To conclude the whole stand taken by the High court in the aforementioned case, it was said that, the Rule 5(1) of the Service Tax(Determination of value) Rules 2006, cannot travel beyond the section 67 as under such rule, it has been stated that, the value of taxable service shall also include the expenses incurred, whereas the section 67 only talks about actual value of such service and nothing more or less. Hence, held such rule to be ultra vires section 66 and 67 of the Act ibid, and therefore has no statutory relevance.
Whether to rely on the judgment given by the Hon’ble High court or should comply with provisions under Rule 5(1)
Keeping aside all the provisions made under Service tax(determination of value) Rules 2006, circulars issued in this regard, FAQ’s etc., the Hon'ble high court took a different view as explained supra. However, there are still disputes at various levels whether service tax is leviable on the reimbursement of out of pocket expenses. Ministry of finance in their education guide, para 10.1.6 has clarified as under: - “10.1.6:- The service recipient would need to discharge liability only on the payments made by him. Thus the assessable value would be calculated on such payments done (Free of cost material supplied and out of pocket expenses reimbursed or incurred on behalf of the service provider need to be included in the assessable value in terms of Valuation Rules.”

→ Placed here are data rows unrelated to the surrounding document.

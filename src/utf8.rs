//! Incremental UTF-8 validation that survives chunk boundaries, so a `Text` message can
//! be validated fragment-by-fragment as it streams in rather than only once fully
//! buffered. Implemented directly rather than pulled in as a dependency: this is core
//! protocol logic (RFC 6455 §8.1 requires rejecting invalid UTF-8), not ambient
//! infrastructure.

/// State machine carried across `feed` calls for one message.
#[derive(Debug, Default, Clone)]
pub struct Utf8Validator {
    /// Bytes still expected to complete the codepoint currently in progress.
    needed: u8,
    /// Valid range for the *next* continuation byte (tightens for overlong/surrogate
    /// exclusion on 3- and 4-byte sequences, per the table in the Unicode standard).
    lower: u8,
    upper: u8,
}

impl Utf8Validator {
    pub fn new() -> Self {
        Self::default()
    }

    /// Feeds a chunk of bytes, updating internal state. Returns `false` as soon as the
    /// chunk is provably invalid; the caller should stop and close the connection.
    pub fn feed(&mut self, bytes: &[u8]) -> bool {
        for &b in bytes {
            if self.needed == 0 {
                match b {
                    0x00..=0x7F => {}
                    0xC2..=0xDF => {
                        self.needed = 1;
                        self.lower = 0x80;
                        self.upper = 0xBF;
                    }
                    0xE0 => {
                        self.needed = 2;
                        self.lower = 0xA0; // excludes overlong encodings
                        self.upper = 0xBF;
                    }
                    0xE1..=0xEC | 0xEE..=0xEF => {
                        self.needed = 2;
                        self.lower = 0x80;
                        self.upper = 0xBF;
                    }
                    0xED => {
                        self.needed = 2;
                        self.lower = 0x80;
                        self.upper = 0x9F; // excludes UTF-16 surrogates D800..DFFF
                    }
                    0xF0 => {
                        self.needed = 3;
                        self.lower = 0x90; // excludes overlong
                        self.upper = 0xBF;
                    }
                    0xF1..=0xF3 => {
                        self.needed = 3;
                        self.lower = 0x80;
                        self.upper = 0xBF;
                    }
                    0xF4 => {
                        self.needed = 3;
                        self.lower = 0x80;
                        self.upper = 0x8F; // excludes codepoints above U+10FFFF
                    }
                    _ => return false, // stray continuation byte, 0xC0/0xC1, or 0xF5..=0xFF
                }
            } else {
                if b < self.lower || b > self.upper {
                    return false;
                }
                // Subsequent continuation bytes of a multi-byte sequence always fall in
                // 0x80..=0xBF once the first continuation byte has narrowed the range.
                self.lower = 0x80;
                self.upper = 0xBF;
                self.needed -= 1;
            }
        }
        true
    }

    /// Call once the full message has been fed; a message that ends mid-codepoint is
    /// invalid even if every byte fed so far was individually acceptable.
    pub fn finish(&self) -> bool {
        self.needed == 0
    }

    /// One-shot validation of a complete buffer, used at message-completion time for
    /// payloads that weren't validated incrementally while streaming.
    pub fn validate_complete(bytes: &[u8]) -> bool {
        let mut v = Self::new();
        v.feed(bytes) && v.finish()
    }
}
//! Minesweeper board engine.
//!
//! [`Board`] owns the minefield: mine placement, adjacency digits, flood reveal,
//! flags and the win/loss queries. [`session`] drives a board from line-based
//! input, which is what the `minesweeper` binary runs.
//!
//! ```
//! use minesweeper_engine::{Action, Board, Pos};
//!
//! let mut board = Board::with_mines(3, 3, &[Pos::new(1, 1)])?;
//! board.apply_move(Pos::new(0, 0), Action::Reveal)?;
//! assert!(!board.check_loss(Pos::new(0, 0))?);
//! assert_eq!(board.display_board(), "1 - -\n- - -\n- - -\n");
//! # Ok::<(), minesweeper_engine::BoardError>(())
//! ```

pub mod config;
pub mod data;
pub mod error;
pub mod logic;
pub mod model;
pub mod session;

pub use error::{BoardError, CommandError, UnknownAction, UnknownOutputFormat};
pub use logic::Board;
pub use model::{Action, Cell, GameParams, Pos};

Government, has always covered reimbursement of expenses under the service tax levy, whether it was pre or post 2006 era. And also, to clarify the view the, government introduced rule(5) under Service tax( determination of value) rules 2006, where, service tax levy on reimbursement of expenses was specifically explained. Therefore, it is advisable to levy service tax on reimbursement of expenses, as the view taken by Hon’ble High court of Kolkata as mentioned is a subject matter of litigation and can be appealed against in the supreme court.